My favorite poet, the woman that I choose to profile today, was named Lena Ruth Singleton. She was my maternal grandmother.
I was adopted and raised by my grandparents from a very young age. And for that reason, for as long as I can remember, my grandmother and the lessons with which she furnished my life have always felt like home. The woman had worn many hats throughout her life, and I was blessed enough to inherit the lessons and skills she’d learned from wearing each and every one of them. I learned to cook from a chef. I learned to clean from a professional washerwoman. I learned laughter and compassion from a woman who’d had a hand in raising more children than she could count. And I learned to read, write, and fall in love with words from a poet. I remember my childhood being filled with stories and plays and poems that she would pull directly from her old handwritten notebooks. Notebooks upon notebooks that she had amassed over a lifetime of chronicling her joys, her sorrows, her successes, her failures, her hopes and her aspirations and distilling them into lyrical tidbits, some of which were designed to share, and others I imagine were solely carved out so she would have a safe place to keep the longings of her heart. Even as a child, I remember how experiencing her words taught me to truly appreciate the subtle yet monumental differences between joy and elation, hope and longing, disappointment and despair, wanting for love and wanting for G_d. I would marvel at the way in which she could talk about a seed in such a way that you could almost smell the flower and couldn’t wait to see it bloom. She made words seem like magic. Her words made it possible to find parts of yourself that you didn’t know you’d lost. It was almost impossible to hear her words and not be moved.
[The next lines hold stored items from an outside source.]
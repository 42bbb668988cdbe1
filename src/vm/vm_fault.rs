//! VM Fault - Page Fault Handling
//!
//! Faults arrive at a region as a [`PageFault`] and are resolved into a
//! [`PageFaultResponse`]. The region classifies the fault and picks one of
//! three paths:
//!
//! - **zero fault**: a sentinel page is written (or a lazy page touched);
//!   a real frame replaces it
//! - **cow fault**: a shared frame is written through a private mapping;
//!   the object gives the slot a private copy
//! - **inode fault**: a file-backed page is not yet resident; it is read
//!   from the inode with the object lock released
//!
//! Every path re-checks the slot under the object lock, so racing faults
//! on the same page resolve to a single frame.

use core::sync::atomic::{AtomicU64, Ordering};

use crate::config::PAGE_FAULT_DEBUG;
use crate::types::VirtualAddress;
use crate::vm::region::Region;
use crate::vm::vm_object::{VmObject, VmObjectState};
use crate::vm::vm_page::PAGE_SIZE;
use crate::vm::vm_resident::ShouldZeroFill;

// ============================================================================
// Fault description and result
// ============================================================================

/// Why the hardware raised the fault
#[derive(Debug, Clone, Copy, PartialEq, Eq)]
pub enum PageFaultType {
    /// No translation was installed
    PageNotPresent,
    /// A translation exists but forbids the access
    ProtectionViolation,
}

/// Direction of the faulting access
#[derive(Debug, Clone, Copy, PartialEq, Eq)]
pub enum PageFaultAccess {
    Read,
    Write,
}

/// A page fault as reported by the trap handler
#[derive(Debug, Clone, Copy, PartialEq, Eq)]
pub struct PageFault {
    vaddr: VirtualAddress,
    fault_type: PageFaultType,
    access: PageFaultAccess,
}

impl PageFault {
    pub const fn new(vaddr: VirtualAddress, fault_type: PageFaultType, access: PageFaultAccess) -> Self {
        Self {
            vaddr,
            fault_type,
            access,
        }
    }

    pub const fn vaddr(&self) -> VirtualAddress {
        self.vaddr
    }

    pub const fn fault_type(&self) -> PageFaultType {
        self.fault_type
    }

    pub const fn access(&self) -> PageFaultAccess {
        self.access
    }

    pub fn is_read(&self) -> bool {
        self.access == PageFaultAccess::Read
    }

    pub fn is_write(&self) -> bool {
        self.access == PageFaultAccess::Write
    }
}

/// Result of a page fault
#[derive(Debug, Clone, Copy, PartialEq, Eq)]
pub enum PageFaultResponse {
    /// Terminate the faulting context
    ShouldCrash,
    /// No frame was available
    OutOfMemory,
    /// Resolved; retry the access
    Continue,
}

// ============================================================================
// Fault Statistics
// ============================================================================

static FAULT_STATS: FaultStats = FaultStats::new();

/// Fault statistics counters
pub struct FaultStats {
    /// Total faults
    pub total: AtomicU64,
    /// Zero-fill faults
    pub zero_fill: AtomicU64,
    /// Copy-on-write faults
    pub cow: AtomicU64,
    /// Inode page-in faults
    pub inode: AtomicU64,
    /// Lazy-commit pages made real
    pub lazy_commit: AtomicU64,
    /// Faults answered with ShouldCrash or OutOfMemory
    pub failures: AtomicU64,
}

impl FaultStats {
    pub const fn new() -> Self {
        Self {
            total: AtomicU64::new(0),
            zero_fill: AtomicU64::new(0),
            cow: AtomicU64::new(0),
            inode: AtomicU64::new(0),
            lazy_commit: AtomicU64::new(0),
            failures: AtomicU64::new(0),
        }
    }

    pub fn incr_total(&self) {
        self.total.fetch_add(1, Ordering::Relaxed);
    }

    pub fn incr_zero_fill(&self) {
        self.zero_fill.fetch_add(1, Ordering::Relaxed);
    }

    pub fn incr_cow(&self) {
        self.cow.fetch_add(1, Ordering::Relaxed);
    }

    pub fn incr_inode(&self) {
        self.inode.fetch_add(1, Ordering::Relaxed);
    }

    pub fn incr_lazy_commit(&self) {
        self.lazy_commit.fetch_add(1, Ordering::Relaxed);
    }

    pub fn incr_failures(&self) {
        self.failures.fetch_add(1, Ordering::Relaxed);
    }
}

impl Default for FaultStats {
    fn default() -> Self {
        Self::new()
    }
}

/// Get fault statistics
pub fn stats() -> &'static FaultStats {
    &FAULT_STATS
}

// ============================================================================
// Page Fault Handling
// ============================================================================

impl Region {
    /// Resolve a fault at an address inside this region
    pub fn handle_fault(&self, fault: &PageFault) -> PageFaultResponse {
        assert!(self.contains(fault.vaddr()), "Region: fault outside {}", self);
        FAULT_STATS.incr_total();

        let response = self.classify_fault(fault);
        if response != PageFaultResponse::Continue {
            FAULT_STATS.incr_failures();
        }
        response
    }

    fn classify_fault(&self, fault: &PageFault) -> PageFaultResponse {
        let page_index = self.page_index_from_address(fault.vaddr());

        if fault.fault_type() == PageFaultType::PageNotPresent {
            if fault.is_read() && !self.is_readable() {
                log::warn!("NP(non-readable) fault in {}[{}]", self, page_index);
                return PageFaultResponse::ShouldCrash;
            }
            if fault.is_write() && !self.is_writable() {
                log::warn!(
                    "NP(non-writable) write fault in {}[{}] at {}",
                    self,
                    page_index,
                    fault.vaddr()
                );
                return PageFaultResponse::ShouldCrash;
            }

            let vmobject = self.vmobject();
            if vmobject.is_inode() {
                if PAGE_FAULT_DEBUG {
                    log::trace!("NP(inode) fault in {}[{}]", self, page_index);
                }
                return self.handle_inode_fault(page_index);
            }

            let vmobject_page_index = self.translate_to_vmobject_page(page_index);
            let mut state = vmobject.lock();
            let is_lazy = match state.physical_page(vmobject_page_index) {
                Some(page) => page.is_lazy_committed_page(),
                None => panic!("Region: unexpected NP fault at {} in {}", fault.vaddr(), self),
            };
            if !is_lazy {
                // Lost the race: the slot was filled while this fault was in flight
                if PAGE_FAULT_DEBUG {
                    log::trace!("NP(present) fault in {}[{}] at {}", self, page_index, fault.vaddr());
                }
                if !vmobject.remap_page(&state, vmobject_page_index) {
                    return PageFaultResponse::OutOfMemory;
                }
                return PageFaultResponse::Continue;
            }
            let page = vmobject.allocate_committed_page(&mut state, vmobject_page_index);
            state.physical_pages[vmobject_page_index] = Some(page);
            FAULT_STATS.incr_lazy_commit();
            if !vmobject.remap_page(&state, vmobject_page_index) {
                return PageFaultResponse::OutOfMemory;
            }
            return PageFaultResponse::Continue;
        }

        if fault.is_write() && self.is_writable() && self.should_cow(page_index) {
            if PAGE_FAULT_DEBUG {
                log::trace!("PV(cow) fault in {}[{}] at {}", self, page_index, fault.vaddr());
            }
            let is_sentinel = self
                .physical_page(page_index)
                .map_or(false, |page| page.is_sentinel());
            if is_sentinel {
                if PAGE_FAULT_DEBUG {
                    log::trace!("NP(zero) fault in {}[{}] at {}", self, page_index, fault.vaddr());
                }
                return self.handle_zero_fault(page_index);
            }
            return self.handle_cow_fault(page_index, fault.vaddr());
        }

        if fault.is_write() && self.is_writable() {
            // Stale fault: a racing fault already gave the page a writable frame
            let vmobject = self.vmobject();
            let vmobject_page_index = self.translate_to_vmobject_page(page_index);
            let state = vmobject.lock();
            if state.physical_page(vmobject_page_index).is_some() {
                if PAGE_FAULT_DEBUG {
                    log::trace!("PV(stale) fault in {}[{}] at {}", self, page_index, fault.vaddr());
                }
                if !vmobject.remap_page(&state, vmobject_page_index) {
                    return PageFaultResponse::OutOfMemory;
                }
                return PageFaultResponse::Continue;
            }
        }

        log::warn!("PV(error) fault in {}[{}] at {}", self, page_index, fault.vaddr());
        PageFaultResponse::ShouldCrash
    }

    fn handle_zero_fault(&self, page_index: usize) -> PageFaultResponse {
        let vmobject = self.vmobject();
        assert!(vmobject.is_anonymous(), "Region: zero fault on an inode object");
        let vmobject_page_index = self.translate_to_vmobject_page(page_index);
        let mut state = vmobject.lock();
        self.zero_fault_locked(&vmobject, &mut state, vmobject_page_index)
    }

    fn zero_fault_locked(
        &self,
        vmobject: &VmObject,
        state: &mut VmObjectState,
        vmobject_page_index: usize,
    ) -> PageFaultResponse {
        let current = state.physical_page(vmobject_page_index);
        if current.map_or(false, |page| !page.is_sentinel()) {
            if PAGE_FAULT_DEBUG {
                log::trace!("MM: zero_page() but page already present. Fine with me!");
            }
            if !vmobject.remap_page(state, vmobject_page_index) {
                return PageFaultResponse::OutOfMemory;
            }
            return PageFaultResponse::Continue;
        }
        let is_lazy = current.map_or(false, |page| page.is_lazy_committed_page());

        FAULT_STATS.incr_zero_fill();

        let page = if is_lazy {
            FAULT_STATS.incr_lazy_commit();
            vmobject.allocate_committed_page(state, vmobject_page_index)
        } else {
            match vmobject.allocator().allocate_user_physical_page(ShouldZeroFill::Yes) {
                Some(page) => page,
                None => {
                    log::warn!("MM: handle_zero_fault was unable to allocate a physical page");
                    return PageFaultResponse::OutOfMemory;
                }
            }
        };
        if PAGE_FAULT_DEBUG {
            log::trace!("      >> ALLOCATED {}", page.paddr());
        }
        state.physical_pages[vmobject_page_index] = Some(page);

        if !vmobject.remap_page(state, vmobject_page_index) {
            log::warn!("MM: handle_zero_fault was unable to allocate a page table to map {}", self);
            return PageFaultResponse::OutOfMemory;
        }
        PageFaultResponse::Continue
    }

    fn handle_cow_fault(&self, page_index: usize, vaddr: VirtualAddress) -> PageFaultResponse {
        FAULT_STATS.incr_cow();
        let vmobject = self.vmobject();
        if !vmobject.is_anonymous() {
            return PageFaultResponse::ShouldCrash;
        }

        let vmobject_page_index = self.translate_to_vmobject_page(page_index);
        let mut state = vmobject.lock();

        // A racing fault may have resolved the page since classification
        if state
            .physical_page(vmobject_page_index)
            .map_or(false, |page| page.is_sentinel())
        {
            return self.zero_fault_locked(&vmobject, &mut state, vmobject_page_index);
        }
        let response = if vmobject.should_cow_locked(&state, vmobject_page_index, self.is_shared()) {
            vmobject.handle_cow_fault(&mut state, vmobject_page_index, vaddr)
        } else {
            PageFaultResponse::Continue
        };

        if !vmobject.remap_page(&state, vmobject_page_index) {
            return PageFaultResponse::OutOfMemory;
        }
        response
    }

    fn handle_inode_fault(&self, page_index: usize) -> PageFaultResponse {
        let vmobject = self.vmobject();
        let Some(inode) = vmobject.inode().cloned() else {
            panic!("Region: inode fault on an anonymous object");
        };
        let vmobject_page_index = self.translate_to_vmobject_page(page_index);

        {
            let state = vmobject.lock();
            if state.physical_page(vmobject_page_index).is_some() {
                if PAGE_FAULT_DEBUG {
                    log::trace!("MM: page_in_from_inode() but page already present. Fine with me!");
                }
                if !vmobject.remap_page(&state, vmobject_page_index) {
                    return PageFaultResponse::OutOfMemory;
                }
                return PageFaultResponse::Continue;
            }
        }

        FAULT_STATS.incr_inode();

        // Read with the object lock released
        let mut page_buffer = [0u8; PAGE_SIZE];
        let offset = (vmobject_page_index * PAGE_SIZE) as u64;
        let nread = match inode.read_bytes(offset, &mut page_buffer) {
            Ok(nread) => nread,
            Err(err) => {
                log::warn!("MM: handle_inode_fault had error ({}) while reading!", err);
                return PageFaultResponse::ShouldCrash;
            }
        };
        if nread < PAGE_SIZE {
            page_buffer[nread..].fill(0);
        }

        let mut state = vmobject.lock();
        if state.physical_page(vmobject_page_index).is_some() {
            // Someone else paged it in while we were reading
            if !vmobject.remap_page(&state, vmobject_page_index) {
                return PageFaultResponse::OutOfMemory;
            }
            return PageFaultResponse::Continue;
        }

        let allocator = vmobject.allocator();
        let Some(page) = allocator.allocate_user_physical_page(ShouldZeroFill::No) else {
            log::warn!("MM: handle_inode_fault was unable to allocate a physical page");
            return PageFaultResponse::OutOfMemory;
        };
        match allocator.quickmap_page(&page) {
            Ok(mut dest) => dest.copy_from_slice(&page_buffer),
            Err(err) => {
                log::error!("MM: handle_inode_fault could not map {}: {}", page.paddr(), err);
                panic!("Region: fault while filling an inode page");
            }
        }
        state.physical_pages[vmobject_page_index] = Some(page);

        if !vmobject.remap_page(&state, vmobject_page_index) {
            return PageFaultResponse::OutOfMemory;
        }
        PageFaultResponse::Continue
    }
}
Her words meant more to me, ironically, than words could describe. And I wish that I had more of her words to share with you. But sadly, due to a series of unfortunate family upheavals, broken relationships, long distances, unexpected moves, a physical house in desperate need of repair, an unexpected thunderstorm, and a cacophony of missed connections – I’m sure some unintentional, some contrived – my grandmother’s many notebooks were lost over time. But even still, I hadn’t lost hope for preserving her work. Indeed, just this past December I had a long telephone conversation with my grandmother during which I expressed my gratitude for all of the things that her poetry had taught me and mentioned that, in so far as possible, I wanted to begin chronicling her life journey. I especially wanted to help her remember some of the poetry she’d written that might otherwise be lost without her notebooks. I wanted to collect them from her mind while she was still here. We were both so excited about the prospect of doing so that we both hung up the phone in tears. I didn’t know that was the last conversation I’d have with her. She died not three weeks later.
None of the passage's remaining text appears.